Exploitation is at the core of this show. The idea was to cash in on the popularity of the Beatles. Their songs are probably as original and innocently evocative of the flower-child world of the '60s as they ever were, but here they are trampled under the dreck of Tom O'Horgan's grimagination. Just to offer one example, his notion of enhancing a song like When I'm Sixty-Four is to have two doddering floor-to-ceiling puppets paw lewdly at each other. As for plot, he tells a fragmentary tale of a Candide-like rock singer, Billy Shears (Ted Neely), who meets and marries Strawberry Fields (Kay Cole) - the characters are christened from Beatles songs. But Billy loses her to death and his own integrity to Maxwell's Silver Hammermen, Jack (Allan Nicholls), Sledge (William Perry), and Claw (B.G. Gibson). They are dressed in something resembling chain mail and apparently represent the Hell's Angels of the commercial music business. Billy's true bete noire is an extremely comely black temptress named Lucy. She is played by Alaina Reed, who is a richly dramatic alto and could qualify for a leading role in some other musical after Sgt. Pepper stops malingering on the road across the country.
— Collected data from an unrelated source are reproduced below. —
//! Gatekeeper configuration

use crate::GatekeeperError;
use serde::{Deserialize, Serialize};

/// Configuration for admission rules
#[derive(Debug, Clone, PartialEq, Serialize, Deserialize)]
pub struct ValidationConfig {
    /// Minimum abbreviation length (characters)
    pub min_abbreviation_len: usize,

    /// Maximum abbreviation length (characters)
    pub max_abbreviation_len: usize,

    /// Longest abbreviation still admitted when it contains a space
    pub max_spaced_abbreviation_len: usize,

    /// Minimum phrase word count, if enforced
    pub min_phrase_words: Option<usize>,

    /// Maximum phrase word count, if enforced
    pub max_phrase_words: Option<usize>,

    /// Reject abbreviations already present in the index being built
    pub validate_duplicates: bool,
}

impl Default for ValidationConfig {
    /// Rules of the plain pattern matcher
    fn default() -> Self {
        Self {
            min_abbreviation_len: 1,
            max_abbreviation_len: 15,
            max_spaced_abbreviation_len: 5,
            min_phrase_words: None,
            max_phrase_words: None,
            validate_duplicates: true,
        }
    }
}

impl ValidationConfig {
    /// Stricter bounds used by the stop-word-anchored strategy
    pub fn stopword_anchored() -> Self {
        Self {
            min_abbreviation_len: 2,
            max_abbreviation_len: 10,
            min_phrase_words: Some(1),
            max_phrase_words: Some(12),
            ..Self::default()
        }
    }

    /// Check that the bounds are consistent
    pub fn validate(&self) -> Result<(), GatekeeperError> {
        if self.min_abbreviation_len == 0 {
            return Err(GatekeeperError::Config(
                "min_abbreviation_len must be greater than 0".to_string(),
            ));
        }
        if self.min_abbreviation_len > self.max_abbreviation_len {
            return Err(GatekeeperError::Config(format!(
                "min_abbreviation_len {} exceeds max_abbreviation_len {}",
                self.min_abbreviation_len, self.max_abbreviation_len
            )));
        }
        if let (Some(min), Some(max)) = (self.min_phrase_words, self.max_phrase_words) {
            if min > max {
                return Err(GatekeeperError::Config(format!(
                    "min_phrase_words {} exceeds max_phrase_words {}",
                    min, max
                )));
            }
        }
        Ok(())
    }
}

#[cfg(test)]
mod tests {
    use super::*;

    #[test]
    fn test_default_config() {
        let config = ValidationConfig::default();
        assert_eq!(config.min_abbreviation_len, 1);
        assert_eq!(config.max_abbreviation_len, 15);
        assert_eq!(config.max_spaced_abbreviation_len, 5);
        assert!(config.validate_duplicates);
        assert!(config.validate().is_ok());
    }

    #[test]
    fn test_stopword_anchored_config() {
        let config = ValidationConfig::stopword_anchored();
        assert_eq!(config.min_abbreviation_len, 2);
        assert_eq!(config.max_abbreviation_len, 10);
        assert_eq!(config.max_phrase_words, Some(12));
        assert!(config.validate().is_ok());
    }

    #[test]
    fn test_inverted_bounds_rejected() {
        let config = ValidationConfig {
            min_abbreviation_len: 8,
            max_abbreviation_len: 4,
            ..ValidationConfig::default()
        };
        assert!(config.validate().is_err());

        let config = ValidationConfig {
            min_phrase_words: Some(5),
            max_phrase_words: Some(2),
            ..ValidationConfig::default()
        };
        assert!(config.validate().is_err());
    }
}
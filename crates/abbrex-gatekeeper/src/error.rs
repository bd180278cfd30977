//! Gatekeeper error types

use thiserror::Error;

/// Rejected validation settings
#[derive(Error, Debug, Clone, PartialEq, Eq)]
pub enum GatekeeperError {
    /// Bounds that no candidate could satisfy
    #[error("invalid validation config: {0}")]
    Config(String),
}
For the rest, O'Horgan simply grubs around in the museum of Halloweens Past and bemuses the audience with such papier-mache wonders as a huge walking dental plate. The faggy odor of the show may be sniffed at its gamiest in a Beef Trust chorus-girl number featuring women padded out with lardy stomachs and grossly enlarged behinds.
Sociologically, Sgt. Pepper proves that the infantile youth cult of the '60s, the drug scene and all the militant minirevolutions are now a series of receding bad dreams. It takes a decadent nightmare of a show like this even to conjure up their ghosts.